===== Exercise materials
//! Actor identity, control blocks and the coroutine entry trampoline.
//!
//! Each actor owns a stack, a mailbox, a link list and a monitor list, all
//! recorded in a [`ControlBlock`] that lives in the kernel's actor table. The
//! table is a fixed [`Pool`](crate::pool::Pool); an actor's slot index is
//! embedded in its [`ActorId`] next to a serial number, so a recycled slot
//! never answers to a stale id.

use std::any::Any;
use std::fmt;
use std::io;
use std::panic::{self, AssertUnwindSafe};
use std::ptr;

use tracing::{debug, warn};

use crate::bus::BusId;
use crate::config::{Priority, SpawnOptions};
use crate::coro::{self, CoroStack};
use crate::ctx::Ctx;
use crate::error::{Error, Result};
use crate::io::IoValue;
use crate::list::List;
use crate::message::{Class, ExitReason, Filter, Header};
use crate::scheduler::Kernel;
use crate::timer::TimerId;

const SLOT_BITS: u32 = 16;
const SLOT_MASK: u64 = (1 << SLOT_BITS) - 1;

// ── ActorId ─────────────────────────────────────────────────────────────────

/// Identity of an actor: `serial << 16 | slot`.
#[derive(Clone, Copy, PartialEq, Eq, Hash, PartialOrd, Ord)]
pub struct ActorId(u64);

impl ActorId {
    /// Sender of runtime-generated messages (timer ticks, exit and down
    /// notifications). No actor ever has this id.
    pub const SYSTEM: ActorId = ActorId(0);

    pub(crate) fn new(serial: u64, slot: usize) -> Self {
        ActorId((serial << SLOT_BITS) | (slot as u64 & SLOT_MASK))
    }

    #[expect(
        clippy::cast_possible_truncation,
        reason = "masked to 16 bits before the cast"
    )]
    pub(crate) fn slot(self) -> usize {
        (self.0 & SLOT_MASK) as usize
    }

    /// Raw 64-bit value, as carried in exit notifications.
    #[must_use]
    pub fn as_u64(self) -> u64 {
        self.0
    }

    /// Rebuild an id from [`as_u64`](Self::as_u64).
    #[must_use]
    pub fn from_raw(raw: u64) -> Self {
        ActorId(raw)
    }
}

impl fmt::Display for ActorId {
    fn fmt(&self, f: &mut fmt::Formatter<'_>) -> fmt::Result {
        if *self == ActorId::SYSTEM {
            f.write_str("<system>")
        } else {
            write!(f, "<{}.{}>", self.0 >> SLOT_BITS, self.0 & SLOT_MASK)
        }
    }
}

impl fmt::Debug for ActorId {
    fn fmt(&self, f: &mut fmt::Formatter<'_>) -> fmt::Result {
        write!(f, "ActorId{self}")
    }
}

// ── State ───────────────────────────────────────────────────────────────────

/// Lifecycle state of an actor.
#[derive(Debug, Clone, Copy, PartialEq, Eq)]
pub enum ActorState {
    /// Runnable, waiting for the scheduler.
    Ready,
    /// Currently executing.
    Running,
    /// Blocked on a receive, synchronous send, bus read or I/O.
    Waiting,
    /// Finished; awaiting reaping.
    Dead,
}

/// What a waiting actor is blocked on. Decides which events make it ready.
#[derive(Debug, Clone, Copy)]
pub(crate) enum Wait {
    Receive {
        filter: Filter,
        timeout: Option<TimerId>,
        peer: Option<ActorId>,
    },
    SyncSend {
        token: u64,
        target: ActorId,
    },
    Bus {
        bus: BusId,
        timeout: Option<TimerId>,
    },
    Io,
}

impl Wait {
    /// Whether delivering a message with `header` from `sender` satisfies
    /// this wait.
    pub(crate) fn wakes_on(&self, sender: ActorId, header: Header) -> bool {
        match self {
            Wait::Receive {
                filter, timeout, ..
            } => filter.matches(sender, header) || is_tick(*timeout, sender, header),
            Wait::Bus { timeout, .. } => is_tick(*timeout, sender, header),
            Wait::SyncSend { .. } | Wait::Io => false,
        }
    }
}

/// Whether the message is the tick of timeout timer `timer`.
pub(crate) fn is_tick(timer: Option<TimerId>, sender: ActorId, header: Header) -> bool {
    timer.is_some_and(|t| {
        sender == ActorId::SYSTEM && header.class() == Some(Class::Timer) && header.tag() == t.tag()
    })
}

// ── Control block ───────────────────────────────────────────────────────────

/// Boxed actor body.
pub(crate) type ActorEntry = Box<dyn for<'a> FnOnce(&Ctx<'a>)>;

/// Per-actor bookkeeping.
pub(crate) struct ControlBlock {
    pub(crate) id: ActorId,
    pub(crate) name: Option<String>,
    pub(crate) priority: Priority,
    pub(crate) state: ActorState,
    pub(crate) started: bool,
    pub(crate) stack: CoroStack,
    pub(crate) entry: Option<ActorEntry>,
    pub(crate) mailbox: List,
    pub(crate) links: List,
    pub(crate) monitors: List,
    pub(crate) wait: Option<Wait>,
    /// Status handed to a blocked call by whoever woke it.
    pub(crate) resume: Option<Error>,
    pub(crate) io: Option<io::Result<IoValue>>,
    /// Sender and token of the last synchronous message handed out and not
    /// yet released.
    pub(crate) active_sync: Option<(ActorId, u64)>,
    pub(crate) exit_reason: Option<ExitReason>,
    pub(crate) kill: bool,
}

impl ControlBlock {
    fn new(options: SpawnOptions, stack: CoroStack, entry: ActorEntry) -> Self {
        ControlBlock {
            id: ActorId::SYSTEM,
            name: options.name,
            priority: options.priority,
            state: ActorState::Ready,
            started: false,
            stack,
            entry: Some(entry),
            mailbox: List::new(),
            links: List::new(),
            monitors: List::new(),
            wait: None,
            resume: None,
            io: None,
            active_sync: None,
            exit_reason: None,
            kill: false,
        }
    }

    pub(crate) fn is_alive(&self) -> bool {
        self.state != ActorState::Dead
    }

    /// Record the exit reason unless one was already set.
    pub(crate) fn set_exit(&mut self, reason: ExitReason) {
        self.state = ActorState::Dead;
        self.exit_reason.get_or_insert(reason);
    }
}

impl fmt::Debug for ControlBlock {
    fn fmt(&self, f: &mut fmt::Formatter<'_>) -> fmt::Result {
        f.debug_struct("ControlBlock")
            .field("id", &self.id)
            .field("name", &self.name)
            .field("priority", &self.priority)
            .field("state", &self.state)
            .field("mailbox", &self.mailbox.len())
            .field("wait", &self.wait)
            .finish_non_exhaustive()
    }
}

// ── Spawn ───────────────────────────────────────────────────────────────────

/// Unwind payload used by [`Ctx::exit`] and teardown to leave an actor body.
pub(crate) struct ExitSignal(pub(crate) ExitReason);

impl Kernel {
    pub(crate) fn spawn(&self, options: SpawnOptions, entry: ActorEntry) -> Result<ActorId> {
        let size = options.stack_size.unwrap_or(self.config.stack_size);
        let source = options.stack_source.unwrap_or(self.config.stack_source);
        let priority = options.priority;

        let mut st = self.state();
        if st.tearing_down {
            return Err(Error::Closed);
        }
        if st.actors.is_full() {
            return Err(Error::ResourceExhausted("actor table"));
        }
        let stack = CoroStack::new(size, source).map_err(|err| {
            warn!(error = %err, size, "actor stack allocation failed");
            Error::ResourceExhausted("actor stack")
        })?;
        let sp = stack.initial_sp();
        let usable = stack.usable_size();
        let slot = st
            .actors
            .alloc(ControlBlock::new(options, stack, entry))
            .map_err(|_| Error::ResourceExhausted("actor table"))?;
        st.serial += 1;
        let id = ActorId::new(st.serial, slot);
        let Some(cb) = st.actors.get_mut(slot) else {
            return Err(Error::ResourceExhausted("actor table"));
        };
        cb.id = id;
        debug!(actor = %id, ?priority, name = cb.name.as_deref(), stack = usable, "spawned");

        // SAFETY: the context cell of `slot` is only switched to once the
        // actor is dispatched, and the stack lives in the control block until
        // the actor is reaped. The kernel is boxed and outlives every actor.
        unsafe {
            coro::init(
                self.context(slot),
                sp,
                actor_entry,
                ptr::from_ref(self).cast_mut().cast(),
            );
        }
        st.stats.spawned += 1;
        Ok(id)
    }

    /// Hand the running actor its body, exactly once.
    fn take_entry(&self) -> Option<(ActorId, Option<ActorEntry>)> {
        let mut st = self.state();
        let slot = st.current?;
        let cb = st.actors.get_mut(slot)?;
        Some((cb.id, cb.entry.take()))
    }

    /// Mark the running actor dead with `reason`.
    fn finish_current(&self, id: ActorId, reason: ExitReason) {
        let mut st = self.state();
        if let Some(cb) = st.actors.get_mut(id.slot()) {
            if cb.id == id {
                cb.set_exit(reason);
            }
        }
    }
}

fn panic_message(payload: &(dyn Any + Send)) -> &str {
    if let Some(s) = payload.downcast_ref::<&'static str>() {
        s
    } else if let Some(s) = payload.downcast_ref::<String>() {
        s
    } else {
        "<non-string panic payload>"
    }
}

/// First frame of every actor stack.
///
/// Runs the body under `catch_unwind`. [`ExitSignal`] unwinds carry the exit
/// reason; any other panic, or returning normally, is a crash. Control then
/// goes back to the scheduler for good.
extern "C" fn actor_entry(arg: *mut u8) -> ! {
    // SAFETY: `arg` is the kernel pointer passed to `coro::init` in `spawn`.
    let kernel: &Kernel = unsafe { &*arg.cast_const().cast::<Kernel>() };
    let Some((id, entry)) = kernel.take_entry() else {
        std::process::abort();
    };

    if let Some(entry) = entry {
        let ctx = Ctx::new(kernel, id);
        let reason = match panic::catch_unwind(AssertUnwindSafe(|| entry(&ctx))) {
            Ok(()) => {
                warn!(actor = %id, "actor returned without calling exit");
                ExitReason::Crash
            }
            Err(payload) => match payload.downcast::<ExitSignal>() {
                Ok(signal) => signal.0,
                Err(payload) => {
                    warn!(actor = %id, panic = panic_message(&*payload), "actor panicked");
                    ExitReason::Crash
                }
            },
        };
        kernel.finish_current(id, reason);
    }

    kernel.leave(id.slot());
    // A dead actor is never switched back to.
    std::process::abort();
}

#[cfg(test)]
mod tests {
    use super::*;

    #[test]
    fn id_packs_serial_and_slot() {
        let id = ActorId::new(7, 3);
        assert_eq!(id.slot(), 3);
        assert_eq!(id.as_u64(), (7 << 16) | 3);
        assert_eq!(ActorId::from_raw(id.as_u64()), id);
        assert_eq!(id.to_string(), "<7.3>");
        assert_eq!(ActorId::SYSTEM.to_string(), "<system>");
    }

    #[test]
    fn recycled_slot_gets_new_id() {
        let a = ActorId::new(1, 5);
        let b = ActorId::new(2, 5);
        assert_eq!(a.slot(), b.slot());
        assert_ne!(a, b);
    }

    #[test]
    fn receive_wait_wakes_on_filter_or_own_tick() {
        let peer = ActorId::new(1, 1);
        let timer = TimerId::from_tag(9);
        let wait = Wait::Receive {
            filter: Filter::any().class(Class::Reply),
            timeout: Some(timer),
            peer: None,
        };
        assert!(wait.wakes_on(peer, Header::new(Class::Reply, 4)));
        assert!(!wait.wakes_on(peer, Header::new(Class::Notify, 4)));
        assert!(wait.wakes_on(ActorId::SYSTEM, Header::new(Class::Timer, 9)));
        assert!(!wait.wakes_on(ActorId::SYSTEM, Header::new(Class::Timer, 10)));
        assert!(!wait.wakes_on(peer, Header::new(Class::Timer, 9)));
    }

    #[test]
    fn sync_and_io_waits_ignore_messages() {
        let peer = ActorId::new(1, 1);
        let h = Header::new(Class::Notify, 0);
        assert!(!Wait::Io.wakes_on(peer, h));
        assert!(!Wait::SyncSend {
            token: 1,
            target: peer
        }
        .wakes_on(peer, h));
    }
}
==========
_Work to complete_
Repeat the lines from the first one in the records through the line containing "a recycled slot", exactly as written, and nothing else.

_Solved problem_
//! Actor identity, control blocks and the coroutine entry trampoline.
//!
//! Each actor owns a stack, a mailbox, a link list and a monitor list, all
//! recorded in a [`ControlBlock`] that lives in the kernel's actor table. The
//! table is a fixed [`Pool`](crate::pool::Pool); an actor's slot index is
//! embedded in its [`ActorId`] next to a serial number, so a recycled slot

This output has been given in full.